Delhi’s air among the dirtiest in world: WHO study
Thursday, May 8, 2014
An effort by the World Health Organisation to measure pollution in cities around the world has found New Delhi admits to having the dirtiest air, while Beijing’s measurements, like its skies, are far from clear.
The study of 1,600 cities found air pollution had worsened since a smaller survey in 2011, especially in poorer countries, putting city-dwellers at higher risk of cancer, stroke and heart disease.
Air pollution killed about seven million people in 2012, making it the world’s single biggest environmental health risk, the WHO, a United Nations agency, said last month.
Thirteen of the dirtiest 20 cities were Indian, with New Delhi, Patna, Gwalior and Raipur in the top four spots. New Delhi had an annual average of 153 micrograms of small particulates, known as PM2.5, per cubic metre.
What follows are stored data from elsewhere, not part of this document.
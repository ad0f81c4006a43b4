//! Artifact download service
//!
//! Validation and routing shared by every download surface: resolves the
//! requested artifact against the status poll, dispatches streaming types
//! (audio/video/infographic/slide deck) through the download engine and
//! text types (report/data table/mind map/quiz/flashcards) through their
//! parsers, and wraps any unexpected lower-layer failure in a service
//! error so callers never see raw internals.

use std::path::{Path, PathBuf};

use serde_json::Value;

use crate::artifacts::interactive::{self, InteractiveFormat};
use crate::artifacts::mindmap;
use crate::artifacts::table;
use crate::artifacts::views::parse_error;
use crate::artifacts::{media, ArtifactType, STATUS_COMPLETED};
use crate::download::{self, ProgressCallback};
use crate::error::{NlmError, Result};
use crate::rpc::ids;
use crate::rpc::transport::NotebookClient;

/// Outcome of a download operation.
#[derive(Debug, Clone)]
pub struct DownloadResult {
    pub artifact_type: ArtifactType,
    pub path: PathBuf,
}

fn type_code_for(artifact_type: ArtifactType) -> Option<i64> {
    match artifact_type {
        ArtifactType::Audio => Some(crate::artifacts::STUDIO_TYPE_AUDIO),
        ArtifactType::Video => Some(crate::artifacts::STUDIO_TYPE_VIDEO),
        ArtifactType::Report => Some(crate::artifacts::STUDIO_TYPE_REPORT),
        ArtifactType::Infographic => Some(crate::artifacts::STUDIO_TYPE_INFOGRAPHIC),
        ArtifactType::SlideDeck => Some(crate::artifacts::STUDIO_TYPE_SLIDE_DECK),
        ArtifactType::DataTable => Some(crate::artifacts::STUDIO_TYPE_DATA_TABLE),
        ArtifactType::Quiz | ArtifactType::Flashcards => {
            Some(crate::artifacts::STUDIO_TYPE_FLASHCARDS)
        }
        // Mind maps live in the notes system, not the artifact poll.
        ArtifactType::MindMap => None,
    }
}

/// Filter completed artifacts of one type from the raw poll entries.
fn completed_candidates(entries: &[Value], type_code: i64) -> Vec<&Value> {
    entries
        .iter()
        .filter(|entry| {
            entry
                .as_array()
                .filter(|items| items.len() > 4)
                .map(|items| {
                    items.get(2).and_then(Value::as_i64) == Some(type_code)
                        && items.get(4).and_then(Value::as_i64) == Some(STATUS_COMPLETED)
                })
                .unwrap_or(false)
        })
        .collect()
}

/// Pick the requested artifact (or the most recent) from the candidates.
fn select_target<'a>(
    candidates: Vec<&'a Value>,
    artifact_id: Option<&str>,
    artifact_type: ArtifactType,
) -> Result<&'a Value> {
    if candidates.is_empty() {
        return Err(NlmError::ArtifactNotReady {
            artifact_type: artifact_type.as_str().to_string(),
            id: None,
        }
        .into());
    }
    match artifact_id {
        Some(id) => candidates
            .into_iter()
            .find(|entry| {
                entry
                    .as_array()
                    .and_then(|items| items.first())
                    .and_then(Value::as_str)
                    == Some(id)
            })
            .ok_or_else(|| {
                NlmError::ArtifactNotReady {
                    artifact_type: artifact_type.as_str().to_string(),
                    id: Some(id.to_string()),
                }
                .into()
            }),
        None => Ok(candidates[0]),
    }
}

impl NotebookClient {
    /// Download an artifact of any supported type to a local file.
    pub async fn download_artifact(
        &self,
        notebook_id: &str,
        artifact_type: ArtifactType,
        output_path: &Path,
        artifact_id: Option<&str>,
        output_format: InteractiveFormat,
        progress: Option<ProgressCallback<'_>>,
    ) -> Result<DownloadResult> {
        let path = self
            .dispatch_download(
                notebook_id,
                artifact_type,
                output_path,
                artifact_id,
                output_format,
                progress,
            )
            .await
            .map_err(|e| service_boundary(e, artifact_type))?;

        Ok(DownloadResult {
            artifact_type,
            path,
        })
    }

    async fn dispatch_download(
        &self,
        notebook_id: &str,
        artifact_type: ArtifactType,
        output_path: &Path,
        artifact_id: Option<&str>,
        output_format: InteractiveFormat,
        progress: Option<ProgressCallback<'_>>,
    ) -> Result<PathBuf> {
        match artifact_type {
            ArtifactType::Audio
            | ArtifactType::Video
            | ArtifactType::Infographic
            | ArtifactType::SlideDeck => {
                self.download_media(notebook_id, artifact_type, output_path, artifact_id, progress)
                    .await
            }
            ArtifactType::Report => {
                self.download_report(notebook_id, output_path, artifact_id)
                    .await
            }
            ArtifactType::DataTable => {
                self.download_data_table(notebook_id, output_path, artifact_id)
                    .await
            }
            ArtifactType::MindMap => {
                self.download_mind_map(notebook_id, output_path, artifact_id)
                    .await
            }
            ArtifactType::Quiz | ArtifactType::Flashcards => {
                self.download_interactive(
                    notebook_id,
                    artifact_type,
                    output_path,
                    artifact_id,
                    output_format,
                )
                .await
            }
        }
    }

    /// Streamed binary types: resolve the CDN URL from the positional
    /// metadata, then hand off to the download engine.
    async fn download_media(
        &self,
        notebook_id: &str,
        artifact_type: ArtifactType,
        output_path: &Path,
        artifact_id: Option<&str>,
        progress: Option<ProgressCallback<'_>>,
    ) -> Result<PathBuf> {
        let entries = self.studio_artifacts_raw(notebook_id).await?;
        let type_code = type_code_for(artifact_type).expect("media types have a poll type code");
        let target = select_target(
            completed_candidates(&entries, type_code),
            artifact_id,
            artifact_type,
        )?;

        let url = match artifact_type {
            ArtifactType::Audio => media::audio_download_url(target)?,
            ArtifactType::Video => media::video_download_url(target)?,
            ArtifactType::Infographic => media::infographic_download_url(target)?,
            ArtifactType::SlideDeck => media::slide_deck_download_url(target)?,
            _ => unreachable!("non-media type in download_media"),
        };

        let http = self.streaming_client()?;
        download::download_url(&http, &url, output_path, progress).await
    }

    async fn download_report(
        &self,
        notebook_id: &str,
        output_path: &Path,
        artifact_id: Option<&str>,
    ) -> Result<PathBuf> {
        let entries = self.studio_artifacts_raw(notebook_id).await?;
        let target = select_target(
            completed_candidates(&entries, crate::artifacts::STUDIO_TYPE_REPORT),
            artifact_id,
            ArtifactType::Report,
        )?;

        // Report content at index 7, either [markdown, ...] or a bare string.
        let wrapper = target
            .as_array()
            .and_then(|items| items.get(7))
            .ok_or_else(|| parse_error("report", "missing content at artifact[7]"))?;
        let markdown = match wrapper {
            Value::String(s) => s.as_str(),
            Value::Array(items) => items
                .first()
                .and_then(Value::as_str)
                .ok_or_else(|| parse_error("report", "expected string at artifact[7][0]"))?,
            other => {
                return Err(parse_error(
                    "report",
                    format!("unexpected content shape at artifact[7]: {}", other),
                ))
            }
        };

        write_text(output_path, markdown).await?;
        Ok(output_path.to_path_buf())
    }

    async fn download_data_table(
        &self,
        notebook_id: &str,
        output_path: &Path,
        artifact_id: Option<&str>,
    ) -> Result<PathBuf> {
        let entries = self.studio_artifacts_raw(notebook_id).await?;
        let target = select_target(
            completed_candidates(&entries, crate::artifacts::STUDIO_TYPE_DATA_TABLE),
            artifact_id,
            ArtifactType::DataTable,
        )?;

        // Table payload at index 18.
        let raw = target
            .as_array()
            .and_then(|items| items.get(18))
            .ok_or_else(|| parse_error("data_table", "missing payload at artifact[18]"))?;
        let (headers, rows) = table::parse_data_table(raw)?;

        ensure_parent(output_path).await?;
        table::write_csv(output_path, &headers, &rows)?;
        Ok(output_path.to_path_buf())
    }

    async fn download_mind_map(
        &self,
        notebook_id: &str,
        output_path: &Path,
        artifact_id: Option<&str>,
    ) -> Result<PathBuf> {
        let maps = self.list_mind_maps(notebook_id).await?;
        if maps.is_empty() {
            return Err(NlmError::ArtifactNotReady {
                artifact_type: "mind_map".to_string(),
                id: None,
            }
            .into());
        }

        let target = match artifact_id {
            Some(id) => maps.iter().find(|m| m.id == id).ok_or(NlmError::ArtifactNotFound {
                id: id.to_string(),
                artifact_type: "mind_map".to_string(),
            })?,
            None => &maps[0],
        };

        let document = mindmap::decoded_document(target)?;
        write_text(output_path, &serde_json::to_string_pretty(&document)?).await?;
        Ok(output_path.to_path_buf())
    }

    async fn download_interactive(
        &self,
        notebook_id: &str,
        artifact_type: ArtifactType,
        output_path: &Path,
        artifact_id: Option<&str>,
        output_format: InteractiveFormat,
    ) -> Result<PathBuf> {
        let entries = self.studio_artifacts_raw(notebook_id).await?;
        let target = select_target(
            completed_candidates(&entries, crate::artifacts::STUDIO_TYPE_FLASHCARDS),
            artifact_id,
            artifact_type,
        )?;
        let items = target.as_array().expect("candidates are arrays");
        let target_id = items
            .first()
            .and_then(Value::as_str)
            .unwrap_or_default()
            .to_string();
        let title = items
            .get(1)
            .and_then(Value::as_str)
            .filter(|t| !t.is_empty())
            .map(str::to_string)
            .unwrap_or_else(|| format!("Untitled {}", artifact_type.as_str()));

        let html = self
            .fetch_interactive_html(notebook_id, &target_id)
            .await?
            .ok_or_else(|| NlmError::ArtifactDownload {
                artifact_type: artifact_type.as_str().to_string(),
                details: "Failed to fetch HTML content from API".to_string(),
            })?;

        let app_data = interactive::extract_app_data(&html)?;
        let rendered = interactive::render_interactive(
            &app_data,
            &title,
            output_format,
            &html,
            artifact_type == ArtifactType::Quiz,
        )?;

        write_text(output_path, &rendered).await?;
        tracing::info!(
            "Downloaded {} to {} ({} format)",
            artifact_type.as_str(),
            output_path.display(),
            output_format.as_str()
        );
        Ok(output_path.to_path_buf())
    }

    /// Fetch the HTML payload for a quiz/flashcard artifact
    /// (`result[0][9][0]`).
    async fn fetch_interactive_html(
        &self,
        notebook_id: &str,
        artifact_id: &str,
    ) -> Result<Option<String>> {
        let result = self
            .call_rpc(
                ids::RPC_GET_INTERACTIVE_HTML,
                serde_json::json!([artifact_id]),
                &format!("/notebook/{}", notebook_id),
            )
            .await?;

        Ok(result
            .as_array()
            .and_then(|r| r.first())
            .and_then(Value::as_array)
            .and_then(|data| data.get(9))
            .and_then(Value::as_array)
            .and_then(|container| container.first())
            .and_then(Value::as_str)
            .map(str::to_string))
    }
}

/// Pass typed errors through; wrap anything else so CLI/agent layers never
/// see raw lower-layer failures.
fn service_boundary(err: anyhow::Error, artifact_type: ArtifactType) -> anyhow::Error {
    if err.downcast_ref::<NlmError>().is_some() {
        return err;
    }
    NlmError::Service(format!(
        "Download failed for {}: {}",
        artifact_type.as_str(),
        err
    ))
    .into()
}

async fn ensure_parent(path: &Path) -> Result<()> {
    if let Some(parent) = path.parent() {
        if !parent.as_os_str().is_empty() {
            tokio::fs::create_dir_all(parent).await?;
        }
    }
    Ok(())
}

async fn write_text(path: &Path, content: &str) -> Result<()> {
    ensure_parent(path).await?;
    tokio::fs::write(path, content).await?;
    Ok(())
}

#[cfg(test)]
mod tests {
    use super::*;
    use serde_json::json;

    fn completed(id: &str, type_code: i64) -> Value {
        json!([id, "title", type_code, null, STATUS_COMPLETED])
    }

    #[test]
    fn test_completed_candidates_filters_type_and_status() {
        let entries = vec![
            completed("a1", 1),
            json!(["a2", "t", 1, null, 1]), // in progress
            completed("a3", 3),             // other type
            json!("not an entry"),
        ];
        let audio = completed_candidates(&entries, 1);
        assert_eq!(audio.len(), 1);
        assert_eq!(audio[0][0], "a1");
    }

    #[test]
    fn test_select_target_by_id() {
        let entries = vec![completed("a1", 1), completed("a2", 1)];
        let candidates: Vec<&Value> = entries.iter().collect();
        let target = select_target(candidates, Some("a2"), ArtifactType::Audio).unwrap();
        assert_eq!(target[0], "a2");
    }

    #[test]
    fn test_select_target_missing_id_is_not_ready() {
        let entries = vec![completed("a1", 1)];
        let err = select_target(entries.iter().collect(), Some("zzz"), ArtifactType::Audio)
            .unwrap_err();
        let nlm = err.downcast_ref::<NlmError>().unwrap();
        assert!(matches!(nlm, NlmError::ArtifactNotReady { id: Some(_), .. }));
    }

    #[test]
    fn test_select_target_empty_is_not_ready() {
        let err = select_target(Vec::new(), None, ArtifactType::Video).unwrap_err();
        assert!(err.to_string().contains("video"));
    }

    #[test]
    fn test_service_boundary_wraps_foreign_errors() {
        let wrapped = service_boundary(anyhow::anyhow!("boom"), ArtifactType::Audio);
        let nlm = wrapped.downcast_ref::<NlmError>().unwrap();
        assert!(matches!(nlm, NlmError::Service(_)));

        let typed = service_boundary(
            NlmError::Validation("bad".into()).into(),
            ArtifactType::Audio,
        );
        assert!(matches!(
            typed.downcast_ref::<NlmError>().unwrap(),
            NlmError::Validation(_)
        ));
    }
}
//! Session data model and cookie handling

use std::collections::BTreeMap;
use std::sync::Arc;

use chrono::{DateTime, Utc};
use reqwest::cookie::Jar;
use serde::{Deserialize, Serialize};

use crate::error::{NlmError, Result};

/// Primary cookie domain.
pub const GOOGLE_DOMAIN: &str = ".google.com";
/// Artifact bytes are served from this CDN-like domain; auth cookies must
/// be duplicated onto it or downloads redirect to the login page.
pub const USERCONTENT_DOMAIN: &str = ".googleusercontent.com";

/// A single cookie record as exported by browser automation.
#[derive(Debug, Clone, Serialize, Deserialize, PartialEq, Eq)]
pub struct CookieRecord {
    pub name: String,
    pub value: String,
    #[serde(default, skip_serializing_if = "Option::is_none")]
    pub domain: Option<String>,
    #[serde(default, skip_serializing_if = "Option::is_none")]
    pub path: Option<String>,
}

/// Auth cookies, either as a simple name→value map or as ordered records
/// preserving domain/path (the browser-automation export format).
#[derive(Debug, Clone, Serialize, Deserialize, PartialEq, Eq)]
#[serde(untagged)]
pub enum Cookies {
    Records(Vec<CookieRecord>),
    Simple(BTreeMap<String, String>),
}

impl Cookies {
    /// True when no cookies are present at all.
    pub fn is_empty(&self) -> bool {
        match self {
            Cookies::Records(records) => records.is_empty(),
            Cookies::Simple(map) => map.is_empty(),
        }
    }

    /// Flatten to (name, value, domain, path) tuples. Simple maps default
    /// to the primary Google domain.
    pub fn entries(&self) -> Vec<(String, String, String, String)> {
        match self {
            Cookies::Records(records) => records
                .iter()
                .filter(|c| !c.name.is_empty())
                .map(|c| {
                    (
                        c.name.clone(),
                        c.value.clone(),
                        c.domain.clone().unwrap_or_else(|| GOOGLE_DOMAIN.to_string()),
                        c.path.clone().unwrap_or_else(|| "/".to_string()),
                    )
                })
                .collect(),
            Cookies::Simple(map) => map
                .iter()
                .map(|(name, value)| {
                    (
                        name.clone(),
                        value.clone(),
                        GOOGLE_DOMAIN.to_string(),
                        "/".to_string(),
                    )
                })
                .collect(),
        }
    }
}

/// An authenticated session against the counterpart.
///
/// Cookies are mandatory; the CSRF token and session id are optional and
/// re-derived from a page fetch when absent or stale.
#[derive(Debug, Clone, Serialize, Deserialize)]
pub struct Session {
    pub cookies: Cookies,
    #[serde(default)]
    pub csrf_token: Option<String>,
    #[serde(default)]
    pub session_id: Option<String>,
    #[serde(default = "Utc::now")]
    pub extracted_at: DateTime<Utc>,
}

impl Session {
    /// Create a session from cookies alone; tokens are derived later.
    pub fn from_cookies(cookies: Cookies) -> Self {
        Self {
            cookies,
            csrf_token: None,
            session_id: None,
            extracted_at: Utc::now(),
        }
    }

    /// Return a new session with fresh tokens and the same cookies.
    ///
    /// Recovery returns a value instead of mutating in place so the auth
    /// state machine stays testable in isolation.
    pub fn with_tokens(&self, csrf_token: Option<String>, session_id: Option<String>) -> Self {
        Self {
            cookies: self.cookies.clone(),
            csrf_token,
            session_id,
            extracted_at: Utc::now(),
        }
    }

    /// Return a new session with the tokens cleared so they re-derive.
    pub fn without_tokens(&self) -> Self {
        self.with_tokens(None, None)
    }

    /// Build a cookie jar for reqwest, duplicating `.google.com` cookies
    /// onto `.googleusercontent.com` so redirects to the artifact CDN stay
    /// authenticated.
    pub fn cookie_jar(&self) -> Result<Arc<Jar>> {
        if self.cookies.is_empty() {
            return Err(NlmError::Authentication(
                "Session has no cookies; run `nlm login` first".to_string(),
            )
            .into());
        }

        let jar = Jar::default();
        for (name, value, domain, path) in self.cookies.entries() {
            add_cookie(&jar, &name, &value, &domain, &path)?;
            if domain == GOOGLE_DOMAIN {
                add_cookie(&jar, &name, &value, USERCONTENT_DOMAIN, &path)?;
            }
        }
        Ok(Arc::new(jar))
    }
}

fn add_cookie(jar: &Jar, name: &str, value: &str, domain: &str, path: &str) -> Result<()> {
    let host = domain.trim_start_matches('.');
    let url = url::Url::parse(&format!("https://{}/", host))
        .map_err(|e| NlmError::Authentication(format!("Invalid cookie domain {}: {}", domain, e)))?;
    let cookie = format!("{}={}; Domain={}; Path={}", name, value, host, path);
    jar.add_cookie_str(&cookie, &url);
    Ok(())
}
Beijing, notorious for the smog that has prompted some Anglophone residents to dub it “Greyjing”, was in 77th place with a PM2.5 reading of 56, little over one-third of Delhi’s pollution level.
WHO experts said the Chinese data was from 2010, the most recent year made available to them by China. But Beijing’s city government began publishing hourly PM2.5 data in January 2012.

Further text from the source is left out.